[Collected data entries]
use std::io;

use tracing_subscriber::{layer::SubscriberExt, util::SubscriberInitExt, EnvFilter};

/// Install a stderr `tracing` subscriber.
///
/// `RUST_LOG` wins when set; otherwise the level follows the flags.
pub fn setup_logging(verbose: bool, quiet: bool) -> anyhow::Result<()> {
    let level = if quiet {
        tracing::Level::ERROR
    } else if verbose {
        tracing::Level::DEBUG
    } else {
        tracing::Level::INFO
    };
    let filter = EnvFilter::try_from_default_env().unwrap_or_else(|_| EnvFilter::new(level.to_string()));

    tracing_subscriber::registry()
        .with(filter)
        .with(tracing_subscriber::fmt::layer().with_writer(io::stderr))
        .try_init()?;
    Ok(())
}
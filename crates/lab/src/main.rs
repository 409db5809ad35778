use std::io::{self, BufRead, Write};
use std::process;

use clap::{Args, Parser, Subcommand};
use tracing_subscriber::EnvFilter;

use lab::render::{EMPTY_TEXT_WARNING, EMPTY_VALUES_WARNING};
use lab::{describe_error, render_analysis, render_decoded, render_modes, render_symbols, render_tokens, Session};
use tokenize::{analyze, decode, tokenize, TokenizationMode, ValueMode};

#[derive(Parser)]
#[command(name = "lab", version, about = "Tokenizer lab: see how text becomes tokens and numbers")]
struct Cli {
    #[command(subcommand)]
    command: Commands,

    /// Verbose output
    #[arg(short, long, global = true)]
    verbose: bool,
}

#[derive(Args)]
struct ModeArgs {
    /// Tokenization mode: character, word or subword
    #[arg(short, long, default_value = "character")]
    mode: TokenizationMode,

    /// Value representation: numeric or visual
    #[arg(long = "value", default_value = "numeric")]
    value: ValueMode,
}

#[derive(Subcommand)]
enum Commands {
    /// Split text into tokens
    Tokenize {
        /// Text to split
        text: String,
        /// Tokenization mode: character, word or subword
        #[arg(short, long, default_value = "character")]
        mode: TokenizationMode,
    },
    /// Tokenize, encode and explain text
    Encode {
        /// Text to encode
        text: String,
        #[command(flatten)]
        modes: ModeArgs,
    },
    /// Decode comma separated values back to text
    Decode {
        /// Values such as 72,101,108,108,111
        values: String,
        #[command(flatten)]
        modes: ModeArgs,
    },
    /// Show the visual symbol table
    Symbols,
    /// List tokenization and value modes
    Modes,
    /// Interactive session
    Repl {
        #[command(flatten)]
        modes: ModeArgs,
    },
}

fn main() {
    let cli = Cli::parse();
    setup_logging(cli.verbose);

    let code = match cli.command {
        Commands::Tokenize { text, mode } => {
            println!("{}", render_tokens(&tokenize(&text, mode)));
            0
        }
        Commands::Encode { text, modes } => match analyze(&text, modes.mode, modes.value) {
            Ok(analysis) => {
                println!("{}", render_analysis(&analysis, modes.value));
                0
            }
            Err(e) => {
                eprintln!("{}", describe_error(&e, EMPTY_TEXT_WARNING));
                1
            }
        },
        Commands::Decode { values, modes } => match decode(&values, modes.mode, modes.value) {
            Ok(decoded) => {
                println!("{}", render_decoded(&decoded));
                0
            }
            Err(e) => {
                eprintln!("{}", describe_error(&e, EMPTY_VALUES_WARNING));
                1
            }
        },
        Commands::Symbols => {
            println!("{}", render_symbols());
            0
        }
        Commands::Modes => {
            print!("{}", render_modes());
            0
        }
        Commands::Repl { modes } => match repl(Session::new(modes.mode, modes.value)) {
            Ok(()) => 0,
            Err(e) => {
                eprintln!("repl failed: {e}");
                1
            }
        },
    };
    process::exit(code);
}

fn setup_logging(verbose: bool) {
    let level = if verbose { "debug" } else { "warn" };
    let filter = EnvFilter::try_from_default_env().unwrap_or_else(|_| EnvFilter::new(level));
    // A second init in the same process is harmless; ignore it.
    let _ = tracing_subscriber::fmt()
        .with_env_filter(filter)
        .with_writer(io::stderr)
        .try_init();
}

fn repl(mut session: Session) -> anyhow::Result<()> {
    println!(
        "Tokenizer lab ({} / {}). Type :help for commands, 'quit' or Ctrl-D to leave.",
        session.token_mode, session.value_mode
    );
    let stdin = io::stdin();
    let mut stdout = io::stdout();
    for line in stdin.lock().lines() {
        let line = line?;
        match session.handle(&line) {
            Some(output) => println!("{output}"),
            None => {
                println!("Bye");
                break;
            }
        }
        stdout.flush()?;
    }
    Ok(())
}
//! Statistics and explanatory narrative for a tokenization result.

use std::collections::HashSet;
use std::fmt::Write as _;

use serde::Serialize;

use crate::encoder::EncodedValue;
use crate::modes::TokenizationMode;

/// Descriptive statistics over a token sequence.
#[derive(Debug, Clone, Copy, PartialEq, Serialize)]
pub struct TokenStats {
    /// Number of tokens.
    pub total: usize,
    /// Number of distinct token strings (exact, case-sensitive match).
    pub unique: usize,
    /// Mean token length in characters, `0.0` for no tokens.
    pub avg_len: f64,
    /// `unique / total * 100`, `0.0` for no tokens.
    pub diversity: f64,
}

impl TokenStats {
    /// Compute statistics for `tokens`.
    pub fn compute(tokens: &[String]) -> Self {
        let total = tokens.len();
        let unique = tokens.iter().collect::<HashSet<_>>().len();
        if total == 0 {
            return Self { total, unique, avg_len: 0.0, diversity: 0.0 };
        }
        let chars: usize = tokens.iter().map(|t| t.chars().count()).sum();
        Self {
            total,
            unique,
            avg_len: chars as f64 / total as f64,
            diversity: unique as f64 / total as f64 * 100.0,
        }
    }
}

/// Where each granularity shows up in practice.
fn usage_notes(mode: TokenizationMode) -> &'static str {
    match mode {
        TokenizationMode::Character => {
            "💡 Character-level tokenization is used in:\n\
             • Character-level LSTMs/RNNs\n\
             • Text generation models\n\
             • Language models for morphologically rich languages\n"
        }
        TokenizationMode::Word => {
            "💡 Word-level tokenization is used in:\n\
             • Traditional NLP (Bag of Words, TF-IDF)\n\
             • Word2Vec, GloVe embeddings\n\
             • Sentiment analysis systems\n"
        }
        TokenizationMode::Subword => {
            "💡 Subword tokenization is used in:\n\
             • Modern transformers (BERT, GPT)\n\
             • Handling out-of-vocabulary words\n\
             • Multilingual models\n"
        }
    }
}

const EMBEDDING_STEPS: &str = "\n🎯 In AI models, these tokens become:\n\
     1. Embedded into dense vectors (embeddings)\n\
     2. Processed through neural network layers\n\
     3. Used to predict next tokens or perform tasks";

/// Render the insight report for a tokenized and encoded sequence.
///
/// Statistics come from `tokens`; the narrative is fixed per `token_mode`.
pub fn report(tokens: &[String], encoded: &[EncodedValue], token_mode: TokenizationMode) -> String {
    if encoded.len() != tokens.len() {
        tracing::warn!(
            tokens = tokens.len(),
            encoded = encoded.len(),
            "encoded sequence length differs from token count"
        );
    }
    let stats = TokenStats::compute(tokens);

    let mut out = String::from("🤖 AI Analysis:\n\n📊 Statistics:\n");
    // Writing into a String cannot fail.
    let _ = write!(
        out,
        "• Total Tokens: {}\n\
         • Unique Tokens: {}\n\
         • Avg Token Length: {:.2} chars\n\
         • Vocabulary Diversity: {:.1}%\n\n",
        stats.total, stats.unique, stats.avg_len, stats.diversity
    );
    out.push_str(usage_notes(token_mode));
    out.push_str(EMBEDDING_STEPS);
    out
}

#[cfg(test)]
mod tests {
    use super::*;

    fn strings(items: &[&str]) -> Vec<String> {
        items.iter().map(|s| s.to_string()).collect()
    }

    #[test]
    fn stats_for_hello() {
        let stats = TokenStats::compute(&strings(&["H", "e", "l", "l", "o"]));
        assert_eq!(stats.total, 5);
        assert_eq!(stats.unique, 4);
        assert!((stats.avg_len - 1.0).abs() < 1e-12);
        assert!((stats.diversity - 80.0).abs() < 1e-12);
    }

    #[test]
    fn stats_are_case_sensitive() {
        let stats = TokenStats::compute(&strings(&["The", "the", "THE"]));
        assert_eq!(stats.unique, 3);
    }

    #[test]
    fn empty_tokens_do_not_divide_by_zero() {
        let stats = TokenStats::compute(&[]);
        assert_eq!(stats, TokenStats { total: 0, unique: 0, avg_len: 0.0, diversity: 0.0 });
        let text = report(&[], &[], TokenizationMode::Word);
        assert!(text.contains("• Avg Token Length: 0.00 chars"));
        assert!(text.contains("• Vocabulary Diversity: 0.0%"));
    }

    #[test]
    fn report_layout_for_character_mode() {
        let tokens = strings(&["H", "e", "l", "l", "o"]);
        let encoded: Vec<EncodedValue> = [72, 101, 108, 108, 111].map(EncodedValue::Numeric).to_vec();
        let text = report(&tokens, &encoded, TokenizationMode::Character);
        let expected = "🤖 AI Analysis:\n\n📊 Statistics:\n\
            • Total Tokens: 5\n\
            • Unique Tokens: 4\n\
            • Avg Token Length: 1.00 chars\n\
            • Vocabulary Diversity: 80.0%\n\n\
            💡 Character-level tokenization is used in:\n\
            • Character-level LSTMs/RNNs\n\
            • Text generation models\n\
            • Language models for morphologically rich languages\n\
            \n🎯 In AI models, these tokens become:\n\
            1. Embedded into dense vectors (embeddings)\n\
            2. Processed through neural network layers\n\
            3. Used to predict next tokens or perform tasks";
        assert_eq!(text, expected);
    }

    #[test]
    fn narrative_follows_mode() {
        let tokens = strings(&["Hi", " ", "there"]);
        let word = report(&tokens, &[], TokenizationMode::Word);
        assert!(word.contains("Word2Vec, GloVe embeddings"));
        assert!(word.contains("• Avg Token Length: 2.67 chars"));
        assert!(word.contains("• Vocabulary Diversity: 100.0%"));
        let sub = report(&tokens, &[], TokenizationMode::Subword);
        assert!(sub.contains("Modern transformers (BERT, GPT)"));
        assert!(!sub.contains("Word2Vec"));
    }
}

■ **Problem**
Search the entries for the word "GloVe" and show every line that has it.

■ **Output for this task**
             • Word2Vec, GloVe embeddings\n\
        assert!(word.contains("Word2Vec, GloVe embeddings"));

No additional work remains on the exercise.